Hervorzuheben ist an dem Band der opulente Einsatz von Fotografien, vor allem aus dem Nachlass der NS-Schwester. Kriminalistisch werden Spuren in den Abbildungen gesucht, wie mit der Lupe Vergrößerungen gezeigt, um Details hervorzuheben, die vielleicht eher verborgen bleiben sollten - etwa, wenn es um die Abzeichen an den Mützen des Arztes geht oder um die kaum hinterfragten "Aussagen" von Landkarten.

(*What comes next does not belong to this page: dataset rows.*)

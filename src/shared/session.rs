// This is free and unencumbered software released into the public domain.

//! The capture loop: capture, convert, preview, deliver, wait.

use crate::shared::{
    Camera, CameraConfig, CameraError, ColorFormat, DEFAULT_CAPTURE_TIMEOUT,
    DEFAULT_JPEG_QUALITY, ImageInfo, JpegCodec, LocalStorage, PixelFormat, Surface, UploadClient,
    UploadOutcome, WorkingMode, blit,
};
use std::{
    path::PathBuf,
    sync::atomic::{AtomicBool, Ordering},
    time::{Duration, Instant},
};

/// Images cycle through this many file names.
pub const FILENAME_CYCLE: u32 = 20;

/// Longest uninterrupted sleep between iterations, so a stop request is
/// noticed promptly even with long intervals.
const STOP_POLL: Duration = Duration::from_millis(100);

pub fn image_filename(n: u32) -> String {
    format!("image_{n:03}.jpg")
}

#[derive(Debug)]
pub enum Delivery {
    Upload(UploadClient),
    Store(LocalStorage),
}

impl Delivery {
    pub fn from_config(config: &CameraConfig) -> Self {
        match &config.upload {
            Some(upload) => Self::Upload(UploadClient::new(upload.clone())),
            None => Self::Store(LocalStorage::new(&config.storage_dir)),
        }
    }
}

#[derive(Debug)]
pub enum DeliveryOutcome {
    Uploaded(UploadOutcome),
    /// Path of the stored image, or `None` if writing failed.
    Stored(Option<PathBuf>),
}

#[derive(Debug)]
pub struct IterationReport {
    pub sequence: u64,
    pub filename: String,
    pub pixel_format: PixelFormat,
    pub jpeg_len: usize,
    pub delivery: DeliveryOutcome,
    /// Why the frame was not shown on the display, if it was not.
    pub preview_error: Option<CameraError>,
}

impl core::fmt::Display for IterationReport {
    fn fmt(&self, f: &mut core::fmt::Formatter<'_>) -> core::fmt::Result {
        match &self.delivery {
            DeliveryOutcome::Uploaded(outcome) => write!(
                f,
                "{} {:.2} ms {}",
                self.filename,
                outcome.elapsed.as_secs_f64() * 1000.0,
                outcome.result
            ),
            DeliveryOutcome::Stored(Some(_)) => write!(f, "{}", self.filename),
            DeliveryOutcome::Stored(None) => write!(f, "{} (not stored)", self.filename),
        }
    }
}

pub struct CaptureSession {
    camera: Camera,
    mode: WorkingMode,
    codec: JpegCodec,
    surface: Option<Box<dyn Surface>>,
    delivery: Delivery,
    capture_timeout: Duration,
    jpeg_quality: u8,
    counter: u32,
    sequence: u64,
}

impl core::fmt::Debug for CaptureSession {
    fn fmt(&self, f: &mut core::fmt::Formatter<'_>) -> core::fmt::Result {
        f.debug_struct("CaptureSession")
            .field("camera", &self.camera)
            .field("mode", &self.mode)
            .field("display", &self.surface.is_some())
            .field("delivery", &self.delivery)
            .field("sequence", &self.sequence)
            .finish()
    }
}

impl CaptureSession {
    /// Wraps a camera that has already been started.
    pub fn new(camera: Camera, delivery: Delivery) -> Result<Self, CameraError> {
        let mode = camera.working_mode().ok_or(CameraError::NotAllocated)?;
        Ok(Self {
            camera,
            mode,
            codec: JpegCodec::new(),
            surface: None,
            delivery,
            capture_timeout: DEFAULT_CAPTURE_TIMEOUT,
            jpeg_quality: DEFAULT_JPEG_QUALITY,
            counter: 0,
            sequence: 0,
        })
    }

    /// Builds the session a [`CameraConfig`] describes, opening the display
    /// surface if one is configured.
    pub fn from_config(camera: Camera, config: &CameraConfig) -> Result<Self, CameraError> {
        let mut session = Self::new(camera, Delivery::from_config(config))?
            .with_capture_timeout(config.capture_timeout)
            .with_jpeg_quality(config.jpeg_quality);
        if let Some(display) = &config.display {
            session.surface = Some(open_surface(display)?);
        }
        Ok(session)
    }

    pub fn with_surface(mut self, surface: impl Surface + 'static) -> Self {
        self.surface = Some(Box::new(surface));
        self
    }

    pub fn with_capture_timeout(mut self, timeout: Duration) -> Self {
        self.capture_timeout = timeout;
        self
    }

    pub fn with_jpeg_quality(mut self, quality: u8) -> Self {
        self.jpeg_quality = quality.clamp(1, 100);
        self
    }

    pub fn camera(&self) -> &Camera {
        &self.camera
    }

    pub fn working_mode(&self) -> WorkingMode {
        self.mode
    }

    pub fn delivery(&self) -> &Delivery {
        &self.delivery
    }

    pub fn surface(&self) -> Option<&dyn Surface> {
        self.surface.as_deref()
    }

    /// One iteration: capture, convert to JPEG, preview, deliver.
    ///
    /// Upload and storage failures are reported in the returned report, not
    /// as errors.
    pub fn run_once(&mut self) -> Result<IterationReport, CameraError> {
        let frame = self.camera.capture(self.capture_timeout)?;
        self.counter = (self.counter + 1) % FILENAME_CYCLE;
        let filename = image_filename(self.counter);
        self.sequence += 1;

        let width = self.mode.resolution.width as usize;
        let height = self.mode.resolution.height as usize;

        let (jpeg, preview) = match self.mode.pixel_format {
            PixelFormat::Yuyv => {
                let preview = match self.surface.as_deref_mut() {
                    Some(surface) => {
                        let info = ImageInfo {
                            width,
                            height,
                            pixel_size: 2,
                        };
                        Some(blit(&info, frame, ColorFormat::Yuyv, surface, 0, 0))
                    },
                    None => None,
                };
                let jpeg = self
                    .codec
                    .compress_yuyv_to_jpeg(frame, width, height, self.jpeg_quality)?;
                (jpeg, preview)
            },
            format if format.is_jpeg() => {
                if frame.is_empty() {
                    return Err(CameraError::invalid_frame("driver returned an empty frame"));
                }
                let preview = match self.surface.as_deref_mut() {
                    Some(surface) => Some(
                        self.codec
                            .decompress_jpeg(frame)
                            .and_then(|(info, rgb)| blit(&info, rgb, ColorFormat::Rgb, surface, 0, 0)),
                    ),
                    None => None,
                };
                (frame, preview)
            },
            _ => return Err(CameraError::UnsupportedFormat),
        };

        let preview_error = match preview {
            Some(Err(err)) if err.is_fatal() => return Err(err),
            Some(Err(err)) => {
                #[cfg(feature = "tracing")]
                asimov_module::tracing::warn!(
                    target: "asimov_timelapse_module",
                    %err,
                    "frame not displayed"
                );
                Some(err)
            },
            _ => None,
        };

        let jpeg_len = jpeg.len();
        let delivery = match &mut self.delivery {
            Delivery::Upload(client) => DeliveryOutcome::Uploaded(client.upload(&filename, jpeg)),
            Delivery::Store(storage) => DeliveryOutcome::Stored(storage.store(&filename, jpeg)),
        };

        #[cfg(feature = "tracing")]
        asimov_module::tracing::debug!(
            target: "asimov_timelapse_module",
            sequence = self.sequence,
            filename = %filename,
            jpeg_len,
            "frame delivered"
        );

        Ok(IterationReport {
            sequence: self.sequence,
            filename,
            pixel_format: self.mode.pixel_format,
            jpeg_len,
            delivery,
            preview_error,
        })
    }

    /// Runs iterations every `interval` until `stop` is set or a fatal error
    /// occurs. Returns the number of completed iterations.
    ///
    /// Each completed iteration goes to `on_report`; each frame dropped on a
    /// non-fatal error goes to `on_skip`.
    pub fn run(
        &mut self,
        interval: Duration,
        stop: &AtomicBool,
        mut on_report: impl FnMut(&IterationReport),
        mut on_skip: impl FnMut(&CameraError),
    ) -> Result<u64, CameraError> {
        let mut completed = 0;
        while !stop.load(Ordering::Relaxed) {
            match self.run_once() {
                Ok(report) => {
                    completed += 1;
                    on_report(&report);
                },
                Err(err) if !err.is_fatal() => {
                    #[cfg(feature = "tracing")]
                    asimov_module::tracing::warn!(
                        target: "asimov_timelapse_module",
                        %err,
                        "skipping frame"
                    );
                    on_skip(&err);
                },
                Err(err) => return Err(err),
            }
            sleep_unless_stopped(interval, stop);
        }
        Ok(completed)
    }
}

fn sleep_unless_stopped(interval: Duration, stop: &AtomicBool) {
    let deadline = Instant::now() + interval;
    loop {
        if stop.load(Ordering::Relaxed) {
            return;
        }
        let remaining = deadline.saturating_duration_since(Instant::now());
        if remaining.is_zero() {
            return;
        }
        std::thread::sleep(remaining.min(STOP_POLL));
    }
}

fn open_surface(path: &str) -> Result<Box<dyn Surface>, CameraError> {
    cfg_if::cfg_if! {
        if #[cfg(all(feature = "fbdev", target_os = "linux"))] {
            Ok(Box::new(crate::shared::drivers::fbdev::FramebufferSurface::open(path)?))
        } else {
            Err(CameraError::NoDriver(path.to_string()))
        }
    }
}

Wenn auch die Forschung bis zur Publikation von Schlechters Ergebnissen deren ursprüngliche Fragestellung überholte (Maria Fiebrandt veröffentlichte 2014 ihre Studie über "Auslese aus der Siedlungsgemeinschaft", die die rassistischen Auswahlkriterien der Volksdeutschen Mittelstelle für die Ansiedlung und den Verbleib von Kranken anhand von in Polen aufgefundenen Krankenakten thematisiert), so besteht der große Gewinn des Bandes darin, dass anhand des akribisch edierten Nachlasses der NS-Oberin ein unerwarteter Blick auf die "Umsiedlung" und ihre Problematik geworfen wird. Die "Spurensuche" in Biografie, Nachlass, Kontext und vor allem auch in den zahlreichen Fotografien macht die Tätigkeit der ideologisch indoktrinierten Schwestern plastisch und erweitert das konkrete Wissen um die Abläufe enorm. Der Band erfüllt damit zwei Funktionen: Darstellung der Forschungen zum Umgang mit Kranken während der "Umsiedlungen" aus Bessarabien und Bukowina sowie Edition des Nachlasses der NS-Schwester Dorothee Rakow, der so zu weiteren Forschungen herangezogen werden kann. Zahlreiche Briefe und ein Tagebuch sind dort transkribiert. Das umfangreiche Material bietet Anschlussmöglichkeiten in verschiedene thematische Richtungen wie Frauen im Nationalsozialismus, Euthanasie, Pflegeinstitutionen im NS, Rezeption des Propagandafilms "Ich klage an", Umgang von Institutionen mit der Vergangenheit, etc.
Hervorzuheben ist auch der umfangreiche Anhang, in dem Abkürzungsverzeichnis, ein Namen- und ein geografisches Verzeichnis zur Spurensuche sowie alphabetisches Register und Literaturangaben die Brauchbarkeit des Bandes erhöhen. Fehler sind lediglich in der Schreibweise mancher Ortsnamen mit diakritischen Zeichen zu finden sowie die (womöglich aus der Sekundäriteratur übernommene) Bezeichnung des rumänisch 1941 eroberten "Transnistrien" als (heutige) "Pridnestrowskaja Moldawskaja Respublika" (98 A.; 692).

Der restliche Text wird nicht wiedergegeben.